The data

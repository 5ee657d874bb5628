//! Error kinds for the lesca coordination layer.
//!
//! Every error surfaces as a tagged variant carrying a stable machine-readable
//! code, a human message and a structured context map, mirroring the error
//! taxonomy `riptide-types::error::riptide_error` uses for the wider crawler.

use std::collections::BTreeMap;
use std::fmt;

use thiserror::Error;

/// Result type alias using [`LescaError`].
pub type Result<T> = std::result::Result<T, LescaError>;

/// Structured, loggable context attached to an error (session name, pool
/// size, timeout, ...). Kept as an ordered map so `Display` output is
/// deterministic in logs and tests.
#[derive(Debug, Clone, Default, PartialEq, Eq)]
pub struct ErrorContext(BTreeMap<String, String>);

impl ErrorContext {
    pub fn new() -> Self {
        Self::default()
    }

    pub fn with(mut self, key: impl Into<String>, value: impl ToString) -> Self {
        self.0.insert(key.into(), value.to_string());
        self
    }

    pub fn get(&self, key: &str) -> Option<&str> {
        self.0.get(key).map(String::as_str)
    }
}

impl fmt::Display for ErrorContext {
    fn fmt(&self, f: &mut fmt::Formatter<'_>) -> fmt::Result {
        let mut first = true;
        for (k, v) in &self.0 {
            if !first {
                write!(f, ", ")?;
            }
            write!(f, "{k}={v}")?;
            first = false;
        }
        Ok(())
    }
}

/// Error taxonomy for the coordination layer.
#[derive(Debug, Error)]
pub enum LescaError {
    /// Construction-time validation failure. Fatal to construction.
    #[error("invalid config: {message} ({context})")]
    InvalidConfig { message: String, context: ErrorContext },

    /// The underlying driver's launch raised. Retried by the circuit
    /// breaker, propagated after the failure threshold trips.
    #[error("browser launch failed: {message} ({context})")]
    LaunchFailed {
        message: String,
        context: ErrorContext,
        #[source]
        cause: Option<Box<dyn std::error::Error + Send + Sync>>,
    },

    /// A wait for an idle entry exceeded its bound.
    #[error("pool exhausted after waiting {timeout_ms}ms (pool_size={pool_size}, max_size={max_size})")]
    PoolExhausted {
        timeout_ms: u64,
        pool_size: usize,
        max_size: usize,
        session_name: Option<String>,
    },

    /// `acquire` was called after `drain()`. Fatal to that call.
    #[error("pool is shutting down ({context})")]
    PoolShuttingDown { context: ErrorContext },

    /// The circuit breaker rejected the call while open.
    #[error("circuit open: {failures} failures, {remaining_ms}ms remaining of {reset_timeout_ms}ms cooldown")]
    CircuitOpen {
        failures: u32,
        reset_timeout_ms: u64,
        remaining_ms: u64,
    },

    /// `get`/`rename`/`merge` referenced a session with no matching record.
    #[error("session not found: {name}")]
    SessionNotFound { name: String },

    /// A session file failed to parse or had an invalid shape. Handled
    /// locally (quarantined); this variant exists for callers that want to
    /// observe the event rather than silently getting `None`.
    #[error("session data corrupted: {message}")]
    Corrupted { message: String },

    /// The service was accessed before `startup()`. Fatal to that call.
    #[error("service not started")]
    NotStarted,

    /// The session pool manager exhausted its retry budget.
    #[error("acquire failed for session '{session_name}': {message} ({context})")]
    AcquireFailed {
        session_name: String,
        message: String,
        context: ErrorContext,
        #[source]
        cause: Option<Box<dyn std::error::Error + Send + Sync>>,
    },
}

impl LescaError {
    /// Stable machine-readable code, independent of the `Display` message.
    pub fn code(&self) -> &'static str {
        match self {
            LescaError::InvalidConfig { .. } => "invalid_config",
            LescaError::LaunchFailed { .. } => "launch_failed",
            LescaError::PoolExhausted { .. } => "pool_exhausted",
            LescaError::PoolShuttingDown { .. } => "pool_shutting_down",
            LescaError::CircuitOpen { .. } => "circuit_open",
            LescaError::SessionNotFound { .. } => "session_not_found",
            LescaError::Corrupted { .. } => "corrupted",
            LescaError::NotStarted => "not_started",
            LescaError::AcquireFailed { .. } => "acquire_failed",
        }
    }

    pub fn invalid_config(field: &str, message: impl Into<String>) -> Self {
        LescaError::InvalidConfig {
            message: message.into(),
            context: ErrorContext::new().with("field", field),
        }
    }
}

--

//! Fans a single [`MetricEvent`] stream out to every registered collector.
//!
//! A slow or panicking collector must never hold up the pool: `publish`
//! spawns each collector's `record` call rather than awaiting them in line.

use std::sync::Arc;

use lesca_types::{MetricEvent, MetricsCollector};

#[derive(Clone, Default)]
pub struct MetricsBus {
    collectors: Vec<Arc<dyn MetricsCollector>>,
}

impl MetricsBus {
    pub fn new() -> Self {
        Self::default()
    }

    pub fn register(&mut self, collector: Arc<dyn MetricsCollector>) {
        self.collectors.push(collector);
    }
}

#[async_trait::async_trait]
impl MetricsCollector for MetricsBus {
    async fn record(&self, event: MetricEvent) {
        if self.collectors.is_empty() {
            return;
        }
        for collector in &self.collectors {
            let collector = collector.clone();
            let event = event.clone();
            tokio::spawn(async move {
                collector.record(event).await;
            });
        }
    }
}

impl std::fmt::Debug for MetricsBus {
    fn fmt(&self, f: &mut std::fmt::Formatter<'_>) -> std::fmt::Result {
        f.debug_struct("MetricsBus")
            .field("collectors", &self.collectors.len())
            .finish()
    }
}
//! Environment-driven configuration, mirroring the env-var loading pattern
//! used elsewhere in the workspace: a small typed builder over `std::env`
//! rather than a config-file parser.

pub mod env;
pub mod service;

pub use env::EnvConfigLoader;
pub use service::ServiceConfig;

Exercise goal
Only those lines of the entries above that run from the line containing "every registered collector." to the line containing "use std::sync::Arc;", both included, should be transcribed exactly.

Expected answer
//! Fans a single [`MetricEvent`] stream out to every registered collector.
//!
//! A slow or panicking collector must never hold up the pool: `publish`
//! spawns each collector's `record` call rather than awaiting them in line.

use std::sync::Arc;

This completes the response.